PROMPT
Please copy every line with the string "analysis" from the entries below.

MATERIALS PROVIDED
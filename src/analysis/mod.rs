//! Text analysis: turning raw text into normalized, positioned terms.
//!
//! The analysis pipeline is deliberately small: a tokenizer splits text into
//! tokens with positions, and the [`Analyzer`](analyzer::Analyzer) applies
//! lowercase folding on top. The same analyzer instance is used for both
//! indexing and query parsing so that a given input always maps to the same
//! term sequence.

pub mod analyzer;
pub mod token;
pub mod tokenizer;

pub use analyzer::{Analyzer, AnalyzerConfig, NormalizationPolicy};
pub use token::{Token, TokenStream};
pub use tokenizer::Tokenizer;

PROBLEM SOLUTION
filename src/analysis/mod.rs
//! Text analysis: turning raw text into normalized, positioned terms.
//! The analysis pipeline is deliberately small: a tokenizer splits text into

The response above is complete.